Cancer care

Work begins on Australia’s first proton therapy cancer unit


The southern hemisphere’s first proton therapy unit for cancer treatment will begin construction in Adelaide next month.

A ProTom International Radiance 330 proton therapy system is to be installed in the Australian Bragg Centre being built in the Adelaide BioMed Precinct alongside its sister building the South Australian Health and Medical Research Institute (SAHMRI).

The Proton Therapy Facility will be able to offer treatment for people with difficult cancers of the head and neck, brain, eye, CNS, skull base, sarcomas, gastrointestinal and spinal cord for which there is no comparable curative treatment alternative, SAHMRI says.

The unit, one of only three in the world, will be able to treat 600-700 cancer patients a year in an outpatient setting using higher therapeutic doses of radiation to tumours with pencil beam precision, according to its developers. This enables better treatment of localised tumours that are difficult to treat because of their close proximity to extremely radiation sensitive normal tissues. Thus the proton therapy unit will be of particular benefit in paediatric cancer population as an alternative to conventional x-ray therapy.

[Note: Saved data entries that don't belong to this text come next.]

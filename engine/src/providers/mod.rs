//! The provider API boundary the engines are written against.

pub mod aws;

pub use aws::RdsProvider;

use crate::pagination::Page;
use crate::tags::Tag;
use crate::EngineError;
use async_trait::async_trait;
use chrono::{DateTime, Utc};

pub const SNAPSHOT_STATUS_AVAILABLE: &str = "available";
pub const RESTORE_ATTRIBUTE: &str = "restore";

#[derive(Debug, Clone, PartialEq)]
pub struct DbInstance {
    pub identifier: String,
    pub arn: String,
    pub create_time: Option<DateTime<Utc>>,
}

#[derive(Debug, Clone, PartialEq)]
pub struct DbSnapshot {
    pub identifier: String,
    pub arn: String,
    pub instance_identifier: Option<String>,
    pub create_time: Option<DateTime<Utc>>,
    pub status: Option<String>,
    pub snapshot_type: Option<String>,
}

impl DbSnapshot {
    pub fn is_available(&self) -> bool {
        self.status.as_deref() == Some(SNAPSHOT_STATUS_AVAILABLE)
    }
}

#[derive(Debug, Clone, Copy, PartialEq, Eq)]
pub enum SnapshotType {
    Automated,
    Manual,
}

impl SnapshotType {
    pub fn as_str(&self) -> &'static str {
        match self {
            SnapshotType::Automated => "automated",
            SnapshotType::Manual => "manual",
        }
    }
}

/// Filters for `describe_db_snapshots`; every field left `None` matches all snapshots.
#[derive(Debug, Clone, Default)]
pub struct SnapshotQuery {
    pub snapshot_id: Option<String>,
    pub instance_id: Option<String>,
    pub snapshot_type: Option<SnapshotType>,
}

impl SnapshotQuery {
    pub fn by_id(snapshot_id: &str) -> Self {
        Self {
            snapshot_id: Some(snapshot_id.to_string()),
            ..Self::default()
        }
    }

    pub fn automated_for(instance_id: &str) -> Self {
        Self {
            instance_id: Some(instance_id.to_string()),
            snapshot_type: Some(SnapshotType::Automated),
            ..Self::default()
        }
    }
}

#[derive(Debug, Clone)]
pub struct CopySnapshotRequest {
    /// Snapshot identifier, or ARN when copying across regions.
    ///
    /// The request is sent to the destination region; an ARN source names the
    /// region it is copied from.
    pub source: String,
    pub target_id: String,
    pub copy_tags: bool,
}

/// RDS snapshot catalog operations, each addressed to an explicit region.
///
/// Implementations own retry and backoff for throttling and transient failures.
#[async_trait]
pub trait RdsApi: Send + Sync + 'static {
    async fn describe_db_instances(
        &self,
        region: &str,
        marker: Option<String>,
    ) -> Result<Page<DbInstance>, EngineError>;

    async fn describe_db_snapshots(
        &self,
        region: &str,
        query: &SnapshotQuery,
        marker: Option<String>,
    ) -> Result<Page<DbSnapshot>, EngineError>;

    async fn create_db_snapshot(
        &self,
        region: &str,
        snapshot_id: &str,
        instance_id: &str,
    ) -> Result<DbSnapshot, EngineError>;

    async fn copy_db_snapshot(
        &self,
        region: &str,
        request: &CopySnapshotRequest,
    ) -> Result<DbSnapshot, EngineError>;

    async fn delete_db_snapshot(&self, region: &str, snapshot_id: &str) -> Result<(), EngineError>;

    async fn list_tags_for_resource(&self, region: &str, arn: &str) -> Result<Vec<Tag>, EngineError>;

    async fn add_tags_to_resource(
        &self,
        region: &str,
        arn: &str,
        tags: Vec<Tag>,
    ) -> Result<(), EngineError>;

    async fn modify_db_snapshot_attribute(
        &self,
        region: &str,
        snapshot_id: &str,
        attribute: &str,
        values_to_add: Vec<String>,
    ) -> Result<(), EngineError>;
}
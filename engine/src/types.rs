use crate::tags::{self, TagMap};
use crate::EngineError;
use chrono::{DateTime, Utc};
use serde::{Deserialize, Serialize};

/// A live source resource discovered through its marker tag.
#[derive(Debug, Clone, PartialEq, Serialize, Deserialize)]
pub struct EntityResource {
    pub entity_id: String,
    pub region: String,
    pub date_created: Option<DateTime<Utc>>,
    pub tags: TagMap,
}

impl EntityResource {
    pub fn new(
        entity_id: impl Into<String>,
        region: impl Into<String>,
        date_created: Option<DateTime<Utc>>,
        tags: TagMap,
    ) -> Self {
        Self {
            entity_id: entity_id.into(),
            region: region.into(),
            date_created,
            tags,
        }
    }
}

/// A snapshot artifact together with the provenance recorded in its tags.
#[derive(Debug, Clone, PartialEq, Serialize, Deserialize)]
pub struct BackupResource {
    /// Deterministic name, used as the provider identifier for new snapshots.
    pub name: String,
    /// Provider identifier; `None` until a create or copy call succeeds.
    pub backup_id: Option<String>,
    pub entity_id: Option<String>,
    pub region: String,
    /// `None` when the artifact carries no parseable `date_created` tag.
    pub date_created: Option<DateTime<Utc>>,
    pub tag_prefix: String,
    pub tags: TagMap,
}

impl BackupResource {
    /// Describes a backup about to be taken of `entity`, with its full provenance tag set.
    pub fn for_entity(tag_prefix: &str, entity: &EntityResource, now: DateTime<Utc>) -> Self {
        let name = backup_name(&entity.entity_id, now);

        let mut tags = TagMap::new();
        tags.insert(tags::tag_name_key(tag_prefix), tag_prefix.to_string());
        tags.insert(tags::marker_key(tag_prefix), "true".to_string());
        tags.insert(tags::prefixed(tag_prefix, tags::NAME_TAG), name.clone());
        tags.insert(
            tags::prefixed(tag_prefix, tags::ENTITY_ID_TAG),
            entity.entity_id.clone(),
        );
        tags.insert(
            tags::prefixed(tag_prefix, tags::REGION_TAG),
            entity.region.clone(),
        );
        tags.insert(
            tags::prefixed(tag_prefix, tags::DATE_CREATED_TAG),
            now.to_rfc3339(),
        );

        Self {
            name,
            backup_id: None,
            entity_id: Some(entity.entity_id.clone()),
            region: entity.region.clone(),
            date_created: Some(now),
            tag_prefix: tag_prefix.to_string(),
            tags,
        }
    }

    /// Rebuilds a descriptor from the tags found on an existing artifact.
    ///
    /// `region` is where the artifact was found and wins over any region tag.
    pub fn construct(
        tag_prefix: &str,
        backup_id: &str,
        region: &str,
        tags: TagMap,
    ) -> Result<Self, EngineError> {
        let tag_name_key = tags::tag_name_key(tag_prefix);
        if !tags.contains_key(&tag_name_key) {
            return Err(EngineError::MissingProvenance {
                backup_id: backup_id.to_string(),
                tag: tag_name_key,
            });
        }

        let lookup = |key: &str| tags.get(&tags::prefixed(tag_prefix, key)).cloned();

        let name = lookup(tags::NAME_TAG).unwrap_or_else(|| backup_id.to_string());
        let entity_id = lookup(tags::ENTITY_ID_TAG);
        let date_created = lookup(tags::DATE_CREATED_TAG)
            .and_then(|raw| DateTime::parse_from_rfc3339(&raw).ok())
            .map(|dt| dt.with_timezone(&Utc));

        Ok(Self {
            name,
            backup_id: Some(backup_id.to_string()),
            entity_id,
            region: region.to_string(),
            date_created,
            tag_prefix: tag_prefix.to_string(),
            tags,
        })
    }

    /// Only the tags under this backup's prefix.
    pub fn provenance_tags(&self) -> TagMap {
        let namespace = format!("{}:", self.tag_prefix);
        self.tags
            .iter()
            .filter(|(key, _)| key.starts_with(&namespace))
            .map(|(key, value)| (key.clone(), value.clone()))
            .collect()
    }

    /// Returns the same backup as it exists in `region`, carrying only its
    /// provenance tags with the region tag rewritten.
    pub fn with_region(&self, region: &str) -> Self {
        let mut copy = self.clone();
        copy.region = region.to_string();
        copy.tags = self.provenance_tags();
        let region_key = tags::prefixed(&self.tag_prefix, tags::REGION_TAG);
        if copy.tags.contains_key(&region_key) {
            copy.tags.insert(region_key, region.to_string());
        }
        copy
    }

    /// The identifier the provider knows this backup by.
    pub fn identifier(&self) -> &str {
        self.backup_id.as_deref().unwrap_or(&self.name)
    }
}

/// `{entity_id}-{YYYYMMDDHHMM}` in UTC.
pub fn backup_name(entity_id: &str, at: DateTime<Utc>) -> String {
    format!("{}-{}", entity_id, at.format("%Y%m%d%H%M"))
}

SAHMRI Executive Director, Professor Steve Wesselingh, says the new Australian Bragg Centre for Proton Therapy and Research will be able to offer treatment for Australian patients who currently seek Federal Government funding of up to $250,000 for a 6 week treatment course overseas in the USA or Europe

“The building’s three underground levels are dedicated to a facility that will not only deliver life-saving treatment to cancer patients, in particular children, but will provide potential for research to unlock further benefits of this relatively new field and be a training ground for proton therapy specialists from throughout the Asia Pacific region and beyond,” he says.

“This building will also facilitate innovation spanning a range of fields including research and development, clinical trials and training.”

Construction is expected to be completed in late 2023 with the first patients treated about 18 months later.

The SAiGEN Cancer Institute, a new independent genomics and immunotherapy facility dedicated to cancer research, will also be located within the new building.